Sunday, August 15, 2010

The Lost Quilter

The Lost Quilter
by Jennifer Chiaverini
Simon and Schuster Books 2009
Author's website

This novel (The Lost Quilter) is actually a sequel to an earlier novel - called The Runaway Quilt (which I have not yet read) - in which the slave seamstress Joanna escaped from the plantation in Virginia, and managed to get as far as Elm Creek Farm in Pennsylvania. There she was taught how to read, how to quilt and gave birth to her son (Douglass Frederick a quadroon - Joanna herself is a mulatto - born of a slave mother and a white master - Douglas was also born of a white master so he is 1/4 African American)


The beginning of the Lost Quilter briefly tells the story of Joanna's journey from Virginia to Pennsylvania and of how she was betrayed by Anneke to the Slave catchers and dragged back to Virginia.

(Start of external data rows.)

//! `PostgreSQL` implementation of [`OrderRepository`].

use async_trait::async_trait;
use chrono::{DateTime, Utc};
use courier_core::error::OrderError;
use courier_core::event::EventType;
use courier_core::order::{Order, OrderId, OrderStatus, UserId};
use courier_core::repository::OrderRepository;
use courier_core::time_gap::TimeGap;
use sqlx::postgres::types::PgInterval;
use sqlx::postgres::{PgConnectOptions, PgPoolOptions, PgRow};
use sqlx::{PgPool, Postgres, Row, Transaction};
use uuid::Uuid;

const MICROS_PER_DAY: i64 = 86_400_000_000;

const ORDER_COLUMNS: &str = "order_id, user_id, agent_id, order_address, order_location, \
     order_date, order_time_gap, order_status, created_at, updated_at";

/// Order store backed by the `orders` table.
///
/// The one-active-order rule is enforced by the partial unique index
/// `orders_one_active_per_user`; a violation surfaces as
/// [`OrderError::Conflict`]. When the outbox is enabled every write also
/// appends an `order_outbox` row in the same transaction.
///
/// # Example
///
/// ```no_run
/// use courier_postgres::PostgresOrderStore;
///
/// # async fn example(pool: sqlx::PgPool) -> Result<(), Box<dyn std::error::Error>> {
/// let store = PostgresOrderStore::from_pool(pool).with_outbox(true);
/// store.migrate().await?;
/// # Ok(())
/// # }
/// ```
#[derive(Clone)]
pub struct PostgresOrderStore {
    pool: PgPool,
    outbox: bool,
}

impl PostgresOrderStore {
    /// Connect a new pool.
    ///
    /// # Errors
    ///
    /// Returns [`OrderError::Persistence`] if the database is unreachable.
    pub async fn connect(
        options: PgConnectOptions,
        max_connections: u32,
    ) -> Result<Self, OrderError> {
        let pool = PgPoolOptions::new()
            .max_connections(max_connections)
            .connect_with(options)
            .await
            .map_err(persistence)?;
        Ok(Self::from_pool(pool))
    }

    /// Wrap an existing pool. The outbox starts disabled.
    #[must_use]
    pub const fn from_pool(pool: PgPool) -> Self {
        Self {
            pool,
            outbox: false,
        }
    }

    /// Record outbox rows alongside every write.
    #[must_use]
    pub const fn with_outbox(mut self, enabled: bool) -> Self {
        self.outbox = enabled;
        self
    }

    /// The underlying pool.
    #[must_use]
    pub const fn pool(&self) -> &PgPool {
        &self.pool
    }

    /// Apply the bundled schema migrations.
    ///
    /// # Errors
    ///
    /// Returns [`OrderError::Persistence`] if a migration fails.
    pub async fn migrate(&self) -> Result<(), OrderError> {
        sqlx::migrate!("./migrations")
            .run(&self.pool)
            .await
            .map_err(|e| OrderError::Persistence(format!("migration failed: {e}")))
    }

    /// Round-trip a trivial query for readiness probes.
    ///
    /// # Errors
    ///
    /// Returns [`OrderError::Persistence`] if the database does not answer.
    pub async fn ping(&self) -> Result<(), OrderError> {
        sqlx::query("SELECT 1")
            .execute(&self.pool)
            .await
            .map(|_| ())
            .map_err(persistence)
    }

    /// Outbox rows not yet published, including rows that ran out of
    /// attempts.
    ///
    /// # Errors
    ///
    /// Returns [`OrderError::Persistence`] if the query fails.
    pub async fn outbox_backlog(&self) -> Result<i64, OrderError> {
        let (count,): (i64,) =
            sqlx::query_as("SELECT COUNT(*) FROM order_outbox WHERE published_at IS NULL")
                .fetch_one(&self.pool)
                .await
                .map_err(persistence)?;
        Ok(count)
    }

    async fn enqueue(
        tx: &mut Transaction<'_, Postgres>,
        event_type: EventType,
        order: &Order,
    ) -> Result<(), OrderError> {
        let payload = serde_json::to_value(order)
            .map_err(|e| OrderError::Persistence(format!("outbox payload: {e}")))?;

        sqlx::query(
            r"
            INSERT INTO order_outbox (order_id, routing_key, payload)
            VALUES ($1, $2, $3)
            ",
        )
        .bind(order.order_id.as_uuid())
        .bind(event_type.routing_key())
        .bind(payload)
        .execute(&mut **tx)
        .await
        .map_err(persistence)?;

        tracing::debug!(
            order_id = %order.order_id,
            routing_key = %event_type,
            "Outbox row recorded"
        );
        Ok(())
    }

    async fn current_status(
        tx: &mut Transaction<'_, Postgres>,
        order_id: OrderId,
    ) -> Result<Option<OrderStatus>, OrderError> {
        let row = sqlx::query("SELECT order_status FROM orders WHERE order_id = $1")
            .bind(order_id.as_uuid())
            .fetch_optional(&mut **tx)
            .await
            .map_err(persistence)?;

        row.map(|row| {
            let status: String = row.try_get("order_status").map_err(persistence)?;
            status.parse()
        })
        .transpose()
    }
}

#[async_trait]
impl OrderRepository for PostgresOrderStore {
    async fn insert(&self, order: &Order) -> Result<(), OrderError> {
        let mut tx = self.pool.begin().await.map_err(persistence)?;

        let result = sqlx::query(
            r"
            INSERT INTO orders (
                order_id, user_id, agent_id, order_address, order_location,
                order_date, order_time_gap, order_status, created_at, updated_at
            ) VALUES ($1, $2, $3, $4, $5, $6, $7, $8, $9, $10)
            ",
        )
        .bind(order.order_id.as_uuid())
        .bind(order.user_id.as_uuid())
        .bind(order.agent_id.map(|id| id.as_uuid()))
        .bind(&order.address)
        .bind(&order.location)
        .bind(order.scheduled_date)
        .bind(to_interval(order.time_gap))
        .bind(order.status.as_str())
        .bind(order.created_at)
        .bind(order.updated_at)
        .execute(&mut *tx)
        .await;

        if let Err(e) = result {
            if is_unique_violation(&e) {
                return Err(OrderError::active_order_exists(order.user_id));
            }
            return Err(persistence(e));
        }

        if self.outbox {
            Self::enqueue(&mut tx, EventType::Created, order).await?;
        }

        tx.commit().await.map_err(persistence)
    }

    async fn find_by_id(&self, order_id: OrderId) -> Result<Option<Order>, OrderError> {
        let sql = format!("SELECT {ORDER_COLUMNS} FROM orders WHERE order_id = $1");
        let row = sqlx::query(&sql)
            .bind(order_id.as_uuid())
            .fetch_optional(&self.pool)
            .await
            .map_err(persistence)?;
        row.as_ref().map(row_to_order).transpose()
    }

    async fn find_by_user(&self, user_id: UserId) -> Result<Vec<Order>, OrderError> {
        let sql = format!(
            "SELECT {ORDER_COLUMNS} FROM orders \
             WHERE user_id = $1 ORDER BY created_at DESC, order_id"
        );
        let rows = sqlx::query(&sql)
            .bind(user_id.as_uuid())
            .fetch_all(&self.pool)
            .await
            .map_err(persistence)?;
        rows.iter().map(row_to_order).collect()
    }

    async fn find_by_status(&self, status: OrderStatus) -> Result<Vec<Order>, OrderError> {
        let sql = format!(
            "SELECT {ORDER_COLUMNS} FROM orders \
             WHERE order_status = $1 ORDER BY created_at ASC, order_id"
        );
        let rows = sqlx::query(&sql)
            .bind(status.as_str())
            .fetch_all(&self.pool)
            .await
            .map_err(persistence)?;
        rows.iter().map(row_to_order).collect()
    }

    async fn transition(
        &self,
        order_id: OrderId,
        to: OrderStatus,
        at: DateTime<Utc>,
    ) -> Result<Order, OrderError> {
        let sources: Vec<&str> = OrderStatus::sources_of(to)
            .into_iter()
            .map(OrderStatus::as_str)
            .collect();
        let sql = format!(
            r"
            UPDATE orders
            SET order_status = $3, updated_at = $4
            WHERE order_id = $1 AND order_status = ANY($2)
            RETURNING {ORDER_COLUMNS}
            "
        );

        let mut tx = self.pool.begin().await.map_err(persistence)?;
        let row = sqlx::query(&sql)
            .bind(order_id.as_uuid())
            .bind(sources)
            .bind(to.as_str())
            .bind(at)
            .fetch_optional(&mut *tx)
            .await
            .map_err(persistence)?;

        let Some(row) = row else {
            let current = Self::current_status(&mut tx, order_id).await?;
            tx.rollback().await.map_err(persistence)?;
            return Err(match current {
                None => OrderError::NotFound(order_id),
                Some(from) => OrderError::InvalidTransition { order_id, from, to },
            });
        };

        let order = row_to_order(&row)?;
        if self.outbox {
            if let Some(event_type) = EventType::for_transition(to) {
                Self::enqueue(&mut tx, event_type, &order).await?;
            }
        }
        tx.commit().await.map_err(persistence)?;
        Ok(order)
    }

    fn records_outbox(&self) -> bool {
        self.outbox
    }
}

fn persistence(e: sqlx::Error) -> OrderError {
    OrderError::Persistence(e.to_string())
}

fn is_unique_violation(e: &sqlx::Error) -> bool {
    matches!(e, sqlx::Error::Database(db) if db.is_unique_violation())
}

fn to_interval(gap: TimeGap) -> PgInterval {
    PgInterval {
        months: 0,
        days: 0,
        microseconds: gap.as_micros(),
    }
}

/// Months are taken as 30 days; the store never writes them.
fn from_interval(interval: &PgInterval) -> Result<TimeGap, OrderError> {
    let days = i64::from(interval.months) * 30 + i64::from(interval.days);
    let micros = days
        .checked_mul(MICROS_PER_DAY)
        .and_then(|d| d.checked_add(interval.microseconds))
        .ok_or_else(|| OrderError::Persistence("order_time_gap out of range".to_string()))?;
    TimeGap::from_micros(micros)
        .map_err(|e| OrderError::Persistence(format!("order_time_gap: {e}")))
}

fn row_to_order(row: &PgRow) -> Result<Order, OrderError> {
    let status: String = row.try_get("order_status").map_err(persistence)?;
    let agent_id: Option<Uuid> = row.try_get("agent_id").map_err(persistence)?;
    let interval: PgInterval = row.try_get("order_time_gap").map_err(persistence)?;

    Ok(Order {
        order_id: OrderId::from_uuid(row.try_get("order_id").map_err(persistence)?),
        user_id: UserId::from_uuid(row.try_get("user_id").map_err(persistence)?),
        agent_id: agent_id.map(UserId::from_uuid),
        address: row.try_get("order_address").map_err(persistence)?,
        location: row.try_get("order_location").map_err(persistence)?,
        scheduled_date: row.try_get("order_date").map_err(persistence)?,
        time_gap: from_interval(&interval)?,
        status: status
            .parse()
            .map_err(|e: OrderError| OrderError::Persistence(e.to_string()))?,
        created_at: row.try_get("created_at").map_err(persistence)?,
        updated_at: row.try_get("updated_at").map_err(persistence)?,
    })
}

The year is 1859 and the rest of the novel tells Joanna's story in detail of her life as a slave in Virginia and later in South Carolina (after she was sold) in the months before the Civil war began.

While Joanna is enslaved in South Carolina, she begins making a quilt that tells of her journey from Virginia to Pennsylvania so that she can remember how to get back to freedom.

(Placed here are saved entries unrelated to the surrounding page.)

//! Order service remote-call surface.
//!
//! | route                              | response                 |
//! |------------------------------------|--------------------------|
//! | `POST /orders`                     | `{success: true, order}` |
//! | `GET /users/:user_id/orders`       | `{orders}`               |
//! | `GET /orders/available`            | `{orders}`               |
//! | `GET /orders/:order_id`            | `{order}`                |
//! | `POST /orders/:order_id/cancel`    | `{success: true}`        |
//! | `POST /orders/:order_id/complete`  | `{success: true}`        |

use crate::error::AppError;
use crate::extractors::CorrelationId;
use crate::state::AppState;
use axum::{
    Json,
    extract::{Path, State, rejection::JsonRejection},
    http::StatusCode,
};
use courier_core::order::{CreateOrderRequest, Order, OrderId, UserId};
use serde::Serialize;

/// `{success, order}` returned by `CreateOrder`.
#[derive(Debug, Serialize)]
pub struct CreateOrderResponse {
    /// Always `true`; failures use the error body.
    pub success: bool,
    /// The stored order.
    pub order: Order,
}

/// `{orders}` returned by the listings.
#[derive(Debug, Serialize)]
pub struct OrdersResponse {
    /// Matching orders.
    pub orders: Vec<Order>,
}

/// `{order}` returned by `GetOrderById`.
#[derive(Debug, Serialize)]
pub struct OrderResponse {
    /// The order.
    pub order: Order,
}

/// `{success}` returned by the transitions.
#[derive(Debug, Serialize)]
pub struct SuccessResponse {
    /// Always `true`; failures use the error body.
    pub success: bool,
}

/// `POST /orders`
///
/// # Errors
///
/// 422 for malformed input, 409 when the user already has an active order.
pub async fn create_order(
    State(state): State<AppState>,
    correlation_id: CorrelationId,
    body: Result<Json<CreateOrderRequest>, JsonRejection>,
) -> Result<(StatusCode, Json<CreateOrderResponse>), AppError> {
    let Json(request) = body.map_err(|e| AppError::validation(e.body_text()))?;

    let order = state.orders.create_order(request).await?;
    tracing::info!(
        correlation_id = %correlation_id.0,
        order_id = %order.order_id,
        user_id = %order.user_id,
        "Order created"
    );

    Ok((
        StatusCode::CREATED,
        Json(CreateOrderResponse {
            success: true,
            order,
        }),
    ))
}

/// `GET /users/:user_id/orders`, newest first.
///
/// # Errors
///
/// 422 for a malformed user id.
pub async fn get_user_orders(
    State(state): State<AppState>,
    Path(user_id): Path<String>,
) -> Result<Json<OrdersResponse>, AppError> {
    let user_id: UserId = user_id.parse()?;
    let orders = state.orders.get_user_orders(user_id).await?;
    Ok(Json(OrdersResponse { orders }))
}

/// `GET /orders/available`: every `pending` order, oldest first.
///
/// # Errors
///
/// 500 if the store fails.
pub async fn get_available_orders(
    State(state): State<AppState>,
) -> Result<Json<OrdersResponse>, AppError> {
    let orders = state.orders.get_available_orders().await?;
    Ok(Json(OrdersResponse { orders }))
}

/// `GET /orders/:order_id`
///
/// # Errors
///
/// 422 for a malformed id, 404 when no such order exists.
pub async fn get_order(
    State(state): State<AppState>,
    Path(order_id): Path<String>,
) -> Result<Json<OrderResponse>, AppError> {
    let order_id: OrderId = order_id.parse()?;
    let order = state.orders.get_order_by_id(order_id).await?;
    Ok(Json(OrderResponse { order }))
}

/// `POST /orders/:order_id/cancel`
///
/// # Errors
///
/// 404 for an unknown order, 409 when the order is already terminal.
pub async fn cancel_order(
    State(state): State<AppState>,
    correlation_id: CorrelationId,
    Path(order_id): Path<String>,
) -> Result<Json<SuccessResponse>, AppError> {
    let order_id: OrderId = order_id.parse()?;
    state.orders.cancel_order(order_id).await?;
    tracing::info!(correlation_id = %correlation_id.0, order_id = %order_id, "Order cancelled");
    Ok(Json(SuccessResponse { success: true }))
}

/// `POST /orders/:order_id/complete`
///
/// # Errors
///
/// 404 for an unknown order, 409 when the order is already terminal.
pub async fn complete_order(
    State(state): State<AppState>,
    correlation_id: CorrelationId,
    Path(order_id): Path<String>,
) -> Result<Json<SuccessResponse>, AppError> {
    let order_id: OrderId = order_id.parse()?;
    state.orders.complete_order(order_id).await?;
    tracing::info!(correlation_id = %correlation_id.0, order_id = %order_id, "Order completed");
    Ok(Json(SuccessResponse { success: true }))
}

Joanna marries Titus, another slave on the South Carolina Plantation, and gives birth to a daughter Ruthie. The family is split up when Joanna is taken to Charleston by her masters newly-married daughter. Titus and Ruthie are left behind on the plantation.

Some months later Ruthie is brought to Charleston to be with her mother. The reason given, is that her job will be as a personal playmate and child minder to the mistress's baby - if the child is a daughter. The mistress gives birth to a son Thomas so Ruthie is not put to work yet. She is barely 2 years old.

This was an excellent story to read - especially for its minute detail about the daily life of a slave. I must find the earlier novel The Runaway Quilt to read.



Fantastic Fiction review

Master Quilter Sylvia Bergstrom Compson treasures an antique quilt called by three names -- Birds in the Air, after its pattern; the Runaway Quilt, after the woman who sewed it; and the Elm Creek Quilt, after the place to which its maker longed to return. That quilter was Joanna, a fugitive slave who traveled by the Underground Railroad to reach safe haven in 1859 at Elm Creek Farm in Pennsylvania.

Though Joanna's freedom proved short-lived -- she was forcibly returned by slave catchers to Josiah Chester's plantation in Virginia -- she left the Bergstrom family a most precious gift, her son. Hans and Anneke Bergstrom, along with maiden aunt Gerda, raised the boy as their own, and the secret of his identity died with their generation. Now it falls to Sylvia -- drawing upon Gerda's diary and Joanna's quilt -- to connect Joanna's past to present-day Elm Creek Manor.

Just as Joanna could not have foreseen that, generations later, her quilt would become the subject of so much speculation and wonder, Sylvia and her friends never could have imagined the events Joanna witnessed in her lifetime. Punished for her escape by being sold off to her master's brother in Edisto Island, South Carolina, Joanna grieves over the loss of her son and resolves to run again, to reunite with him someday in the free North. Farther south than she has ever been, she nevertheless finds allies, friends, and even love in the slave quarter of Oak Grove, a cotton plantation where her skill with needle and thread soon becomes highly prized.

Through hardship and deprivation, Joanna dreams of freedom and returning to Elm Creek Farm. Determined to remember each landmark on the route north, Joanna pieces a quilt of scraps left over from the household sewing, concealing clues within the meticulous stitches. Later, in service as a seamstress to the new bride of a Confederate officer, Joanna moves on to Charleston, where secrets she keeps will affect the fate of a nation, and her abilities and courage enable her to aid the country and the people she loves most.

The knowledge that scraps can be pieced and sewn into simple lines -- beautiful both in and of themselves and also for what they represent and what they can accomplish -- carries Joanna through dark days. Sustaining herself and her family through ingenuity and art during the Civil War and into Reconstruction, Joanna leaves behind a remarkable artistic legacy that, at last, allows Sylvia to discover the fate of the long-lost quilter.

Jennifer Chiaverini (the author) is pictured on the cover of the latest issue of Country Women magazine - August/September 2010 issue. The article has an interview, some photos and a new quilt pattern.

2 comments:

Marg said...

I had been reading this series, but think I have fallen a few books behind. I will have to see if I can catch up.

I have read The Runaway Quilt and really liked it. The books in the series that feature a historical storyline tend to be the ones I enjoy most.

Susan said...

I have just requested Quilter's Kitchen from the library, this morning! I haven't managed to read any of her books, and I was looking at it from a quilting perspective. The historical perspective is an added bonus. Good review!

Missed you, by the way, I'd check in once in a while this long hot summer we've been having.